Treadmill training versus no treadmill training was compared in five studies, including 117 children with one of the above mentioned risks. Treadmill training with or without orthotics (braces) was examined in 22 children with Down syndrome. High‐intensity versus low‐intensity treadmill training was compared in 36 children with Down syndrome.

Key results

Compared to no treadmill intervention, treadmill training helped 30 children with Down syndrome to walk earlier, but did not help 28 infants at moderate risk for developmental delay.

Overall, treadmill intervention did not improve overall gross motor function or gross motor skills related to standing. One study, which compared treadmill intervention with and without orthotics in 17 children with Down syndrome, suggested that adding orthotics might hinder gross motor progress. However, 20 ambulatory children with developmental delay, who engaged in treadmill training at preschool, improved walking skills. Twelve children with cerebral palsy, who received intensive treadmill training, showed faster achievement of motor milestones than children without treadmill training.

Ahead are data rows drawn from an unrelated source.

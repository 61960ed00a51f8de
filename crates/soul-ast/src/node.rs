//! The AST node sum type.
//!
//! One payload struct per variant, each carrying a `ty: Type` field
//! (initially `Type::unknown()`), flattened into the `ASTNode` enum for
//! dispatch -- a tagged union rather than a virtual class hierarchy, so
//! visiting collapses to an ordinary `match`.

use serde::{Deserialize, Serialize};

use crate::types::{Operator, Type, Value};

#[derive(Debug, Clone, Serialize, Deserialize)]
pub enum ASTNode {
    Binary(Box<BinaryNode>),
    Block(Box<BlockNode>),
    Cast(Box<CastNode>),
    Error(Box<ErrorNode>),
    ForLoop(Box<ForLoopNode>),
    ForeachLoop(Box<ForeachLoopNode>),
    FunctionCall(Box<FunctionCallNode>),
    FunctionDeclaration(Box<FunctionDeclarationNode>),
    If(Box<IfNode>),
    Literal(Box<LiteralNode>),
    LoopControl(Box<LoopControlNode>),
    Module(Box<ModuleNode>),
    Return(Box<ReturnNode>),
    StructDeclaration(Box<StructDeclarationNode>),
    Unary(Box<UnaryNode>),
    VariableDeclaration(Box<VariableDeclarationNode>),
    While(Box<WhileNode>),
}

impl ASTNode {
    pub fn ty(&self) -> &Type {
        match self {
            ASTNode::Binary(n) => &n.ty,
            ASTNode::Block(n) => &n.ty,
            ASTNode::Cast(n) => &n.ty,
            ASTNode::Error(n) => &n.ty,
            ASTNode::ForLoop(n) => &n.ty,
            ASTNode::ForeachLoop(n) => &n.ty,
            ASTNode::FunctionCall(n) => &n.ty,
            ASTNode::FunctionDeclaration(n) => &n.ty,
            ASTNode::If(n) => &n.ty,
            ASTNode::Literal(n) => &n.ty,
            ASTNode::LoopControl(n) => &n.ty,
            ASTNode::Module(n) => &n.ty,
            ASTNode::Return(n) => &n.ty,
            ASTNode::StructDeclaration(n) => &n.ty,
            ASTNode::Unary(n) => &n.ty,
            ASTNode::VariableDeclaration(n) => &n.ty,
            ASTNode::While(n) => &n.ty,
        }
    }

    pub fn set_ty(&mut self, ty: Type) {
        match self {
            ASTNode::Binary(n) => n.ty = ty,
            ASTNode::Block(n) => n.ty = ty,
            ASTNode::Cast(n) => n.ty = ty,
            ASTNode::Error(n) => n.ty = ty,
            ASTNode::ForLoop(n) => n.ty = ty,
            ASTNode::ForeachLoop(n) => n.ty = ty,
            ASTNode::FunctionCall(n) => n.ty = ty,
            ASTNode::FunctionDeclaration(n) => n.ty = ty,
            ASTNode::If(n) => n.ty = ty,
            ASTNode::Literal(n) => n.ty = ty,
            ASTNode::LoopControl(n) => n.ty = ty,
            ASTNode::Module(n) => n.ty = ty,
            ASTNode::Return(n) => n.ty = ty,
            ASTNode::StructDeclaration(n) => n.ty = ty,
            ASTNode::Unary(n) => n.ty = ty,
            ASTNode::VariableDeclaration(n) => n.ty = ty,
            ASTNode::While(n) => n.ty = ty,
        }
    }

    /// Is this node (or, transitively, does it represent) an `ErrorNode`?
    pub fn is_error(&self) -> bool {
        matches!(self, ASTNode::Error(_))
    }

    /// Read-only children in declaration order, for traversals (like
    /// `ErrorCollectorVisitor`) that don't need to rebuild the tree.
    pub fn children(&self) -> Vec<&ASTNode> {
        match self {
            ASTNode::Binary(n) => vec![&n.lhs, &n.rhs],
            ASTNode::Block(n) => n.statements.iter().collect(),
            ASTNode::Cast(n) => vec![&n.expr],
            ASTNode::Error(_) => vec![],
            ASTNode::ForLoop(n) => {
                let mut out = vec![];
                if let Some(init) = &n.init {
                    out.push(init);
                }
                if let Some(cond) = &n.condition {
                    out.push(cond);
                }
                if let Some(upd) = &n.update {
                    out.push(upd);
                }
                out.push(&n.body);
                out
            }
            ASTNode::ForeachLoop(n) => vec![&n.iterable, &n.body],
            ASTNode::FunctionCall(n) => n.arguments.iter().collect(),
            ASTNode::FunctionDeclaration(n) => {
                let mut out: Vec<&ASTNode> = n.parameters.iter().collect();
                out.push(&n.body);
                out
            }
            ASTNode::If(n) => vec![&n.condition, &n.then_branch, &n.else_branch],
            ASTNode::Literal(_) => vec![],
            ASTNode::LoopControl(_) => vec![],
            ASTNode::Module(n) => n.statements.iter().collect(),
            ASTNode::Return(n) => n.expression.iter().collect(),
            ASTNode::StructDeclaration(n) => n.fields.iter().collect(),
            ASTNode::Unary(n) => vec![&n.expr],
            ASTNode::VariableDeclaration(n) => n.init.iter().collect(),
            ASTNode::While(n) => vec![&n.condition, &n.body],
        }
    }
}

#[derive(Debug, Clone, Serialize, Deserialize)]
pub struct BinaryNode {
    pub op: Operator,
    pub lhs: ASTNode,
    pub rhs: ASTNode,
    pub ty: Type,
}

#[derive(Debug, Clone, Serialize, Deserialize)]
pub struct BlockNode {
    pub statements: Vec<ASTNode>,
    pub ty: Type,
}

#[derive(Debug, Clone, Serialize, Deserialize)]
pub struct CastNode {
    pub target_type: String,
    pub expr: ASTNode,
    pub ty: Type,
}

#[derive(Debug, Clone, Serialize, Deserialize)]
pub struct ErrorNode {
    pub message: String,
    pub ty: Type,
}

#[derive(Debug, Clone, Serialize, Deserialize)]
pub struct ForLoopNode {
    pub init: Option<ASTNode>,
    pub condition: Option<ASTNode>,
    pub update: Option<ASTNode>,
    /// Always a `Block`.
    pub body: ASTNode,
    pub ty: Type,
}

#[derive(Debug, Clone, Serialize, Deserialize)]
pub struct ForeachLoopNode {
    pub variable: String,
    pub iterable: ASTNode,
    /// Always a `Block`.
    pub body: ASTNode,
    pub ty: Type,
}

#[derive(Debug, Clone, Serialize, Deserialize)]
pub struct FunctionCallNode {
    pub name: String,
    pub arguments: Vec<ASTNode>,
    pub ty: Type,
}

#[derive(Debug, Clone, Serialize, Deserialize)]
pub struct FunctionDeclarationNode {
    pub name: String,
    pub return_type: String,
    /// Each a `VariableDeclaration`.
    pub parameters: Vec<ASTNode>,
    /// Always a `Block`.
    pub body: ASTNode,
    pub ty: Type,
}

#[derive(Debug, Clone, Serialize, Deserialize)]
pub struct IfNode {
    pub condition: ASTNode,
    /// Always a `Block`.
    pub then_branch: ASTNode,
    /// Always a `Block`, possibly empty.
    pub else_branch: ASTNode,
    pub ty: Type,
}

#[derive(Debug, Clone, Copy, PartialEq, Eq, Serialize, Deserialize)]
pub enum LiteralType {
    Boolean,
    Char,
    Float32,
    Float64,
    Int32,
    Int64,
    String,
    Identifier,
}

#[derive(Debug, Clone, Serialize, Deserialize)]
pub struct LiteralNode {
    pub value: Value,
    pub literal_type: LiteralType,
    pub ty: Type,
}

#[derive(Debug, Clone, Copy, PartialEq, Eq, Serialize, Deserialize)]
pub enum LoopControlKind {
    Break,
    Continue,
}

#[derive(Debug, Clone, Serialize, Deserialize)]
pub struct LoopControlNode {
    pub kind: LoopControlKind,
    pub ty: Type,
}

#[derive(Debug, Clone, Serialize, Deserialize)]
pub struct ModuleNode {
    pub name: String,
    pub statements: Vec<ASTNode>,
    pub ty: Type,
}

#[derive(Debug, Clone, Serialize, Deserialize)]
pub struct ReturnNode {
    pub expression: Option<ASTNode>,
    pub ty: Type,
}

#[derive(Debug, Clone, Serialize, Deserialize)]
pub struct StructDeclarationNode {
    pub name: String,
    /// Each a `VariableDeclaration`.
    pub fields: Vec<ASTNode>,
    pub ty: Type,
}

#[derive(Debug, Clone, Serialize, Deserialize)]
pub struct UnaryNode {
    pub op: Operator,
    pub expr: ASTNode,
    pub ty: Type,
}

#[derive(Debug, Clone, Serialize, Deserialize)]
pub struct VariableDeclarationNode {
    pub name: String,
    pub declared_type: String,
    pub init: Option<ASTNode>,
    pub is_mutable: bool,
    pub ty: Type,
}

#[derive(Debug, Clone, Serialize, Deserialize)]
pub struct WhileNode {
    pub condition: ASTNode,
    /// Always a `Block`.
    pub body: ASTNode,
    pub ty: Type,
}

#[cfg(test)]
mod tests {
    use super::*;
    use crate::types::PrimitiveKind;

    fn lit_i32(v: i64) -> ASTNode {
        ASTNode::Literal(Box::new(LiteralNode {
            value: Value::I64(v),
            literal_type: LiteralType::Int32,
            ty: Type::Primitive(PrimitiveKind::Int32),
        }))
    }

    #[test]
    fn children_of_binary() {
        let node = ASTNode::Binary(Box::new(BinaryNode {
            op: Operator::Add,
            lhs: lit_i32(1),
            rhs: lit_i32(2),
            ty: Type::unknown(),
        }));
        assert_eq!(node.children().len(), 2);
    }

    #[test]
    fn children_of_for_loop_skip_absent_parts() {
        let body = ASTNode::Block(Box::new(BlockNode {
            statements: vec![],
            ty: Type::unknown(),
        }));
        let node = ASTNode::ForLoop(Box::new(ForLoopNode {
            init: None,
            condition: Some(lit_i32(1)),
            update: None,
            body,
            ty: Type::unknown(),
        }));
        assert_eq!(node.children().len(), 2);
    }

    #[test]
    fn set_ty_round_trips() {
        let mut node = lit_i32(5);
        node.set_ty(Type::Primitive(PrimitiveKind::Int64));
        assert_eq!(node.ty(), &Type::Primitive(PrimitiveKind::Int64));
    }
}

None of the studies reported problems or injuries from the treadmill training.

Overall, support for the intervention is limited. Confirmation from larger studies is necessary. Once efficacy of the intervention is established, optimal dosage research is needed.

Use of statistics

Statistical analysis was only performed on similar outcomes across studies.

Quality of the evidence

Standardized assessment for quality of evidence ranged from high to very low. Quality of evidence was determined by the number of children studied, completeness of the data, and random group assignment.